▶ Work request:
Where does the string "TracerConfig" occur in the records? Copy each line that holds it.

[Material supplied — start]

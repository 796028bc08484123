//! Execution tracer
//!
//! Turns the host's line and return events into a [`TraceLog`]. Loops are
//! tracked without any help from the interpreter: a loop starts when its header
//! line is first visited, a new iteration starts on every revisit of the header,
//! and the loop ends when control reaches a line at or left of the header's
//! indentation, or when the context returns from inside it. A return from a
//! `yield` or `await` line only suspends the context, so its loops stay open.

use std::collections::HashSet;

use indexmap::IndexMap;

use crate::observer::{CallContext, ContextId, ExecutionHost, ExecutionObserver, Flow, ScopeKind};
use crate::source::{is_break, is_return, is_suspension, SourceText, RESERVED_NAME};
use crate::trace::{ExecutionStep, LineKey, LoopMarker, TraceLog, TraceRecord};
use crate::value::{Value, ValueFormatter};
use crate::Result;

/// Number of steps recorded before the tracer halts the run
pub const DEFAULT_MAX_STEPS: usize = 100;

/// Configuration for the execution tracer
#[derive(Debug, Clone)]
pub struct TracerConfig {
    /// Steps recorded before the run is halted
    pub max_steps: usize,
    /// Origin reported by contexts running the traced program itself
    pub program_origin: String,
    /// Internal variable that is never shown
    pub reserved_name: String,
}

impl TracerConfig {
    /// Create a new tracer configuration
    pub fn new(max_steps: usize, program_origin: impl Into<String>) -> Self {
        Self {
            max_steps,
            program_origin: program_origin.into(),
            reserved_name: RESERVED_NAME.to_string(),
        }
    }
}

impl Default for TracerConfig {
    fn default() -> Self {
        Self::new(DEFAULT_MAX_STEPS, "<string>")
    }
}

/// An active loop
#[derive(Debug, Clone, PartialEq, Eq)]
struct LoopFrame {
    context: ContextId,
    header: usize,
    indent: usize,
    iteration: usize,
}

/// Where the most recent step lives in the log
#[derive(Debug, Clone, Copy)]
struct StepRef {
    context: ContextId,
    key: LineKey,
    index: usize,
}

/// Observer that records a tutor trace
pub struct ExecutionTracer<'s> {
    source: &'s SourceText,
    config: TracerConfig,
    formatter: ValueFormatter,
    time: usize,
    log: TraceLog,
    loops: Vec<LoopFrame>,
    prev: Option<StepRef>,
    preexisting: Option<HashSet<String>>,
    halted: bool,
}

impl<'s> ExecutionTracer<'s> {
    /// Create a tracer over `source` with the default value formatter
    pub fn new(source: &'s SourceText, config: TracerConfig) -> Self {
        Self::with_formatter(source, config, ValueFormatter::default())
    }

    /// Create a tracer that formats bindings with `formatter`
    pub fn with_formatter(source: &'s SourceText, config: TracerConfig, formatter: ValueFormatter) -> Self {
        Self {
            source,
            config,
            formatter,
            time: 0,
            log: TraceLog::new(),
            loops: Vec::new(),
            prev: None,
            preexisting: None,
            halted: false,
        }
    }

    /// Whether the step budget ran out
    pub fn is_halted(&self) -> bool {
        self.halted
    }

    /// Get the trace recorded so far
    pub fn log(&self) -> &TraceLog {
        &self.log
    }

    /// Consume the tracer and return its trace
    pub fn into_log(self) -> TraceLog {
        self.log
    }

    /// Record a visit to 1-based line `raw_line` of `context`
    pub fn on_line_visit(&mut self, context: &dyn CallContext, raw_line: usize) -> Flow {
        if self.halted {
            return Flow::Halt;
        }
        if context.scope() == ScopeKind::Module && self.preexisting.is_none() {
            self.preexisting = Some(context.locals().into_iter().map(|(name, _)| name.to_string()).collect());
        }
        if self.is_excluded(context) {
            return Flow::Continue;
        }

        let line = raw_line.saturating_sub(1);
        self.record_loop_end(context.id(), line);
        if self.record_env(context, LineKey::Line(line)).is_none() {
            return Flow::Halt;
        }
        self.record_loop_begin(context.id(), line);
        Flow::Continue
    }

    /// Record that `context` is about to return `value` from 1-based line `raw_line`
    pub fn on_return(&mut self, context: &dyn CallContext, raw_line: usize, value: &Value) -> Flow {
        if self.halted {
            return Flow::Halt;
        }
        if self.is_excluded(context) {
            return Flow::Continue;
        }

        let line = raw_line.saturating_sub(1);
        let key = LineKey::Return(line);
        let Some(index) = self.record_env(context, key) else {
            return Flow::Halt;
        };
        if let Some(rv) = self.formatter.format(value) {
            if let Some(step) = self.log.step_mut(key, index) {
                step.return_value = Some(rv);
            }
        }

        self.record_loop_end(context.id(), line);
        if is_suspension(self.source.text(line)) {
            tracing::debug!("Context {} suspended at line {}", context.id(), line);
        } else {
            self.close_context_loops(context.id());
        }
        Flow::Continue
    }

    fn is_excluded(&self, context: &dyn CallContext) -> bool {
        context.scope() == ScopeKind::Comprehension || context.origin() != self.config.program_origin
    }

    fn loop_marker(&self) -> LoopMarker {
        LoopMarker {
            iterations: self.loops.iter().map(|l| l.iteration).collect(),
            loop_ids: self.loops.iter().map(|l| l.header).collect(),
        }
    }

    fn top_loop_in(&self, context: ContextId) -> Option<&LoopFrame> {
        self.loops.last().filter(|l| l.context == context)
    }

    /// Close loops that control has left before reaching `line`
    fn record_loop_end(&mut self, context: ContextId, line: usize) {
        let Some(top) = self.top_loop_in(context) else {
            return;
        };
        let Some(prev) = self.prev else {
            return;
        };
        let (top_header, top_indent) = (top.header, top.indent);
        let source = self.source;
        let prev_stmt = source.text(prev.key.line());

        if prev.context == context && is_return(prev_stmt) {
            // Returning from inside nested loops leaves every one of them
            // mid-iteration.
            while self.top_loop_in(context).is_some() {
                self.pop_loop(true);
            }
        } else if line != top_header && source.indent_of(line) <= top_indent {
            // A break skips the header revisit that would have counted the
            // final iteration.
            self.pop_loop(is_break(prev_stmt));
        }
    }

    /// Close the loops a returning context still has open
    fn close_context_loops(&mut self, context: ContextId) {
        while self.top_loop_in(context).is_some() {
            self.pop_loop(false);
        }
    }

    fn pop_loop(&mut self, count_iteration: bool) {
        let Some(top) = self.loops.last_mut() else {
            return;
        };
        if count_iteration {
            top.iteration += 1;
        }
        let header = top.header;
        let marker = self.loop_marker();
        tracing::debug!(
            "Loop at line {} ended after {} iterations",
            header,
            marker.iterations.last().copied().unwrap_or(0)
        );

        for body_line in self.source.loop_body(header) {
            self.log.push(LineKey::Line(body_line), TraceRecord::EndLoop(marker.clone()));
        }
        self.loops.pop();
    }

    /// Start a loop, or its next iteration, when `line` is a loop header
    fn record_loop_begin(&mut self, context: ContextId, line: usize) {
        if !self.source.is_loop_header(line) {
            return;
        }
        if let Some(top) = self.loops.last_mut() {
            if top.context == context && top.header == line {
                top.iteration += 1;
                return;
            }
        }

        self.loops.push(LoopFrame {
            context,
            header: line,
            indent: self.source.indent_of(line),
            iteration: 0,
        });
        tracing::debug!("Loop at line {} started, depth {}", line, self.loops.len());

        let marker = self.loop_marker();
        for body_line in self.source.loop_body(line) {
            self.log.push(LineKey::Line(body_line), TraceRecord::BeginLoop(marker.clone()));
        }
    }

    /// Append a snapshot of `context` under `key`
    ///
    /// Returns the step's index in its bucket, or `None` once the step budget
    /// is spent.
    fn record_env(&mut self, context: &dyn CallContext, key: LineKey) -> Option<usize> {
        if self.time >= self.config.max_steps {
            tracing::debug!("Step budget of {} reached, halting", self.config.max_steps);
            self.halted = true;
            return None;
        }

        let is_module = context.scope() == ScopeKind::Module;
        let mut bindings = IndexMap::new();
        for (name, value) in context.locals() {
            if name == self.config.reserved_name {
                continue;
            }
            if is_module && self.preexisting.as_ref().is_some_and(|names| names.contains(name)) {
                continue;
            }
            if let Some(formatted) = self.formatter.format(value) {
                bindings.insert(name.to_string(), formatted);
            }
        }

        let step = ExecutionStep {
            time: self.time,
            line: key,
            loops: self.loop_marker(),
            bindings,
            prev_line: self.prev.map(|prev| prev.key),
            next_line: None,
            return_value: None,
        };
        self.time += 1;

        if let Some(prev) = self.prev {
            if let Some(prev_step) = self.log.step_mut(prev.key, prev.index) {
                prev_step.next_line = Some(key);
            }
        }
        let index = self.log.push(key, TraceRecord::Step(step));
        self.prev = Some(StepRef {
            context: context.id(),
            key,
            index,
        });
        Some(index)
    }
}

impl ExecutionObserver for ExecutionTracer<'_> {
    fn on_line(&mut self, context: &dyn CallContext, line: usize) -> Flow {
        self.on_line_visit(context, line)
    }

    fn on_return(&mut self, context: &dyn CallContext, line: usize, value: &Value) -> Flow {
        ExecutionTracer::on_return(self, context, line, value)
    }
}

/// Trace the execution of a program
///
/// Has `host` run the program and returns the trace log recorded along the
/// way. Reaching the step budget is not an error; the log simply ends there.
///
/// # Arguments
/// * `source` - Program lines, as handed to the host
/// * `host` - Runs the program and delivers events
/// * `config` - Tracer configuration
///
/// # Returns
/// * `Ok(TraceLog)` - Trace of the program's execution
/// * `Err(_)` - If the host fails to run the program
pub fn trace_program(source: &SourceText, host: &mut dyn ExecutionHost, config: TracerConfig) -> Result<TraceLog> {
    tracing::info!("Starting program trace, {} source lines", source.len());

    let mut tracer = ExecutionTracer::new(source, config);
    host.run(&source.to_code(), &mut tracer)?;

    tracing::info!(
        "Program trace recorded {} steps{}",
        tracer.log().step_count(),
        if tracer.is_halted() { " (step budget reached)" } else { "" }
    );
    Ok(tracer.into_log())
}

[Material supplied — finish]

▶ Answer:
pub struct TracerConfig {
impl TracerConfig {
impl Default for TracerConfig {
    config: TracerConfig,
    pub fn new(source: &'s SourceText, config: TracerConfig) -> Self {
    pub fn with_formatter(source: &'s SourceText, config: TracerConfig, formatter: ValueFormatter) -> Self {
pub fn trace_program(source: &SourceText, host: &mut dyn ExecutionHost, config: TracerConfig) -> Result<TraceLog> {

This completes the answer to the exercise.